Saved entries
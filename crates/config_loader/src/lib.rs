//! # Config Loader
//!
//! Layered sync configuration.
//!
//! A `SyncConfig` is assembled in three layers, each one only replacing the
//! fields it names:
//! 1. built-in defaults (the rig constants)
//! 2. an optional TOML/JSON file, merged section by section
//! 3. overrides from `BIKE_SYNC__<SECTION>__<FIELD>` variables and
//!    `section.field=value` assignments
//!
//! The merged result is validated once, at the end.
//!
//! # Example
//!
//! ```no_run
//! use config_loader::{ConfigLoader, ConfigOverrides};
//! use std::path::Path;
//!
//! let mut overrides = ConfigOverrides::from_env().unwrap();
//! overrides.set("search.tau_max_s=0.4").unwrap();
//! let config = ConfigLoader::load_layered(Some(Path::new("sync.toml")), &overrides).unwrap();
//! println!("cutoff: {} Hz", config.filter.cutoff_hz);
//! ```

mod overrides;
mod parser;
mod validator;

pub use contracts::SyncConfig;
pub use overrides::{ConfigOverrides, ENV_PREFIX};
pub use parser::ConfigFormat;
pub use validator::validate;

use contracts::ContractError;
use std::path::Path;

/// Configuration loader
pub struct ConfigLoader;

impl ConfigLoader {
    /// Defaults, then `path` if given, then `overrides`; validated.
    ///
    /// # Errors
    /// - File read failure or unsupported extension
    /// - Parse or type failure
    /// - Unknown section or field, in the file or in an override
    /// - Validation failure
    pub fn load_layered(
        path: Option<&Path>,
        overrides: &ConfigOverrides,
    ) -> Result<SyncConfig, ContractError> {
        let document = match path {
            Some(path) => {
                let format = Self::detect_format(path)?;
                Some((std::fs::read_to_string(path)?, format))
            }
            None => None,
        };
        let document = document
            .as_ref()
            .map(|(content, format)| (content.as_str(), *format));
        Self::assemble(document, overrides)
    }

    /// Load a configuration file on top of the defaults
    pub fn load_from_path(path: &Path) -> Result<SyncConfig, ContractError> {
        Self::load_layered(Some(path), &ConfigOverrides::new())
    }

    /// Load configuration text on top of the defaults
    pub fn load_from_str(content: &str, format: ConfigFormat) -> Result<SyncConfig, ContractError> {
        Self::assemble(Some((content, format)), &ConfigOverrides::new())
    }

    /// Serialize SyncConfig to TOML string
    pub fn to_toml(config: &SyncConfig) -> Result<String, ContractError> {
        toml::to_string_pretty(config)
            .map_err(|e| ContractError::config_parse(format!("TOML serialize error: {e}")))
    }

    /// Serialize SyncConfig to JSON string
    pub fn to_json(config: &SyncConfig) -> Result<String, ContractError> {
        serde_json::to_string_pretty(config)
            .map_err(|e| ContractError::config_parse(format!("JSON serialize error: {e}")))
    }

    fn detect_format(path: &Path) -> Result<ConfigFormat, ContractError> {
        let ext = path.extension().and_then(|e| e.to_str()).ok_or_else(|| {
            ContractError::config_parse("cannot determine file format from extension")
        })?;

        ConfigFormat::from_extension(ext).ok_or_else(|| {
            ContractError::config_parse(format!("unsupported config format: .{ext}"))
        })
    }

    fn assemble(
        document: Option<(&str, ConfigFormat)>,
        overrides: &ConfigOverrides,
    ) -> Result<SyncConfig, ContractError> {
        let mut tree = parser::defaults()?;
        if let Some((content, format)) = document {
            let layer = parser::parse_document(content, format)?;
            parser::check_known(&tree, &layer)?;
            parser::merge_sections(&mut tree, layer);
        }
        overrides.apply(&mut tree)?;

        let config = parser::into_config(tree)?;
        validator::validate(&config)?;
        Ok(config)
    }
}
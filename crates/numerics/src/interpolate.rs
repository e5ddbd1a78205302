//! Linear interpolation and natural cubic splines.

use contracts::ContractError;

/// Piecewise-linear interpolation of `(xp, fp)` at every point of `x`.
///
/// `xp` must be non-decreasing. Points outside `[xp[0], xp[last]]` take the
/// nearest end value, and knots are reproduced exactly.
pub fn interp(x: &[f64], xp: &[f64], fp: &[f64]) -> Result<Vec<f64>, ContractError> {
    if xp.len() != fp.len() {
        return Err(ContractError::InvalidLength {
            reference: xp.len(),
            shifted: fp.len(),
        });
    }
    let (Some(&first), Some(&last)) = (xp.first(), xp.last()) else {
        return Err(ContractError::numeric("cannot interpolate from zero knots"));
    };
    let n = xp.len();

    Ok(x.iter()
        .map(|&xi| {
            if xi.is_nan() {
                return f64::NAN;
            }
            if xi <= first {
                return fp[0];
            }
            if xi >= last {
                return fp[n - 1];
            }
            // first knot strictly greater than xi, 1 <= hi <= n-1
            let hi = xp.partition_point(|&k| k <= xi);
            let lo = hi - 1;
            if xp[lo] == xi {
                return fp[lo];
            }
            let t = (xi - xp[lo]) / (xp[hi] - xp[lo]);
            fp[lo] + t * (fp[hi] - fp[lo])
        })
        .collect())
}

/// Natural cubic spline through `(x, y)` knots.
///
/// Second derivatives vanish at both end knots. Evaluation beyond the knot
/// range extends the end polynomials.
#[derive(Debug, Clone)]
pub struct CubicSpline {
    x: Vec<f64>,
    a: Vec<f64>,
    b: Vec<f64>,
    c: Vec<f64>,
    d: Vec<f64>,
}

impl CubicSpline {
    /// Fit the spline. Knots must be finite and strictly increasing.
    pub fn natural(x: &[f64], y: &[f64]) -> Result<Self, ContractError> {
        let n = x.len();
        if n != y.len() {
            return Err(ContractError::InvalidLength {
                reference: n,
                shifted: y.len(),
            });
        }
        if n < 2 {
            return Err(ContractError::numeric(format!(
                "spline needs at least 2 knots, got {n}"
            )));
        }
        if x.iter().chain(y).any(|v| !v.is_finite()) {
            return Err(ContractError::numeric("spline knots must be finite"));
        }
        if x.windows(2).any(|w| w[1] <= w[0]) {
            return Err(ContractError::numeric(
                "spline knots must be strictly increasing",
            ));
        }

        let h: Vec<f64> = x.windows(2).map(|w| w[1] - w[0]).collect();
        let mut c = vec![0.0; n];

        if n > 2 {
            // Tridiagonal system for interior second-derivative terms
            let m = n - 2;
            let mut diag = vec![0.0; m];
            let mut upper = vec![0.0; m];
            let mut rhs = vec![0.0; m];
            for i in 0..m {
                diag[i] = 2.0 * (h[i] + h[i + 1]);
                upper[i] = h[i + 1];
                rhs[i] = 3.0
                    * ((y[i + 2] - y[i + 1]) / h[i + 1] - (y[i + 1] - y[i]) / h[i]);
            }

            // Thomas algorithm
            for i in 1..m {
                let w = h[i] / diag[i - 1];
                diag[i] -= w * upper[i - 1];
                rhs[i] -= w * rhs[i - 1];
            }
            c[m] = rhs[m - 1] / diag[m - 1];
            for i in (0..m - 1).rev() {
                c[i + 1] = (rhs[i] - upper[i] * c[i + 2]) / diag[i];
            }
        }

        let mut b = vec![0.0; n - 1];
        let mut d = vec![0.0; n - 1];
        for i in 0..n - 1 {
            b[i] = (y[i + 1] - y[i]) / h[i] - h[i] * (2.0 * c[i] + c[i + 1]) / 3.0;
            d[i] = (c[i + 1] - c[i]) / (3.0 * h[i]);
        }
        c.truncate(n - 1);

        Ok(Self {
            x: x.to_vec(),
            a: y[..n - 1].to_vec(),
            b,
            c,
            d,
        })
    }

    /// Value at `t`
    pub fn eval(&self, t: f64) -> f64 {
        let pieces = self.a.len();
        let i = self
            .x
            .partition_point(|&k| k <= t)
            .saturating_sub(1)
            .min(pieces - 1);
        let dx = t - self.x[i];
        self.a[i] + dx * (self.b[i] + dx * (self.c[i] + dx * self.d[i]))
    }

    /// Values at every point of `t`
    pub fn eval_many(&self, t: &[f64]) -> Vec<f64> {
        t.iter().map(|&v| self.eval(v)).collect()
    }

    /// Knot abscissae
    pub fn knots(&self) -> &[f64] {
        &self.x
    }
}

#[cfg(test)]
mod tests {
    use super::*;
    use proptest::prelude::*;

    #[test]
    fn test_interp_matches_knots_and_midpoints() {
        let xp = [0.0, 1.0, 2.0];
        let fp = [0.0, 10.0, 0.0];
        let y = interp(&[0.0, 0.5, 1.0, 1.25, 2.0], &xp, &fp).unwrap();
        assert_eq!(y, vec![0.0, 5.0, 10.0, 7.5, 0.0]);
    }

    #[test]
    fn test_interp_clamps_outside_range() {
        let y = interp(&[-1.0, 3.0], &[0.0, 2.0], &[4.0, 8.0]).unwrap();
        assert_eq!(y, vec![4.0, 8.0]);
    }

    #[test]
    fn test_interp_rejects_bad_knots() {
        assert!(interp(&[0.0], &[], &[]).is_err());
        assert!(interp(&[0.0], &[0.0, 1.0], &[1.0]).is_err());
    }

    #[test]
    fn test_spline_reproduces_cubic_interior() {
        // A natural spline through a line is the line itself
        let x: Vec<f64> = (0..10).map(|i| i as f64 * 0.5).collect();
        let y: Vec<f64> = x.iter().map(|v| 3.0 * v - 1.0).collect();
        let spline = CubicSpline::natural(&x, &y).unwrap();
        for t in [0.1, 1.3, 4.4, 5.0] {
            assert!((spline.eval(t) - (3.0 * t - 1.0)).abs() < 1e-10);
        }
    }

    #[test]
    fn test_spline_fills_gap_smoothly() {
        let x: Vec<f64> = (0..50).filter(|i| *i != 25).map(|i| i as f64 * 0.1).collect();
        let y: Vec<f64> = x.iter().map(|v| v.sin()).collect();
        let spline = CubicSpline::natural(&x, &y).unwrap();
        assert!((spline.eval(2.5) - 2.5_f64.sin()).abs() < 1e-4);
    }

    #[test]
    fn test_spline_two_knots_is_linear() {
        let spline = CubicSpline::natural(&[0.0, 2.0], &[1.0, 5.0]).unwrap();
        assert!((spline.eval(1.0) - 3.0).abs() < 1e-12);
        assert!((spline.eval(3.0) - 7.0).abs() < 1e-12);
    }

    #[test]
    fn test_spline_rejects_unsorted_knots() {
        assert!(CubicSpline::natural(&[0.0, 0.0, 1.0], &[1.0, 2.0, 3.0]).is_err());
        assert!(CubicSpline::natural(&[0.0], &[1.0]).is_err());
    }

    proptest! {
        #[test]
        fn prop_spline_passes_through_knots(ys in prop::collection::vec(-100.0..100.0f64, 2..40)) {
            let xs: Vec<f64> = (0..ys.len()).map(|i| i as f64 * 0.25).collect();
            let spline = CubicSpline::natural(&xs, &ys).unwrap();
            for (x, y) in xs.iter().zip(&ys) {
                prop_assert!((spline.eval(*x) - y).abs() < 1e-8);
            }
        }

        #[test]
        fn prop_interp_stays_within_neighbours(
            fp in prop::collection::vec(-10.0..10.0f64, 2..20),
            frac in 0.0..1.0f64,
        ) {
            let xp: Vec<f64> = (0..fp.len()).map(|i| i as f64).collect();
            let x = frac * (fp.len() - 1) as f64;
            let y = interp(&[x], &xp, &fp).unwrap()[0];
            let lo = x.floor() as usize;
            let hi = (lo + 1).min(fp.len() - 1);
            let (min, max) = (fp[lo].min(fp[hi]), fp[lo].max(fp[hi]));
            prop_assert!(y >= min - 1e-12 && y <= max + 1e-12);
        }
    }
}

Brief:
Look for the word "filename". Copy out every line of the data that has it.

Task result:
filename crates/config_loader/src/lib.rs
filename crates/numerics/src/interpolate.rs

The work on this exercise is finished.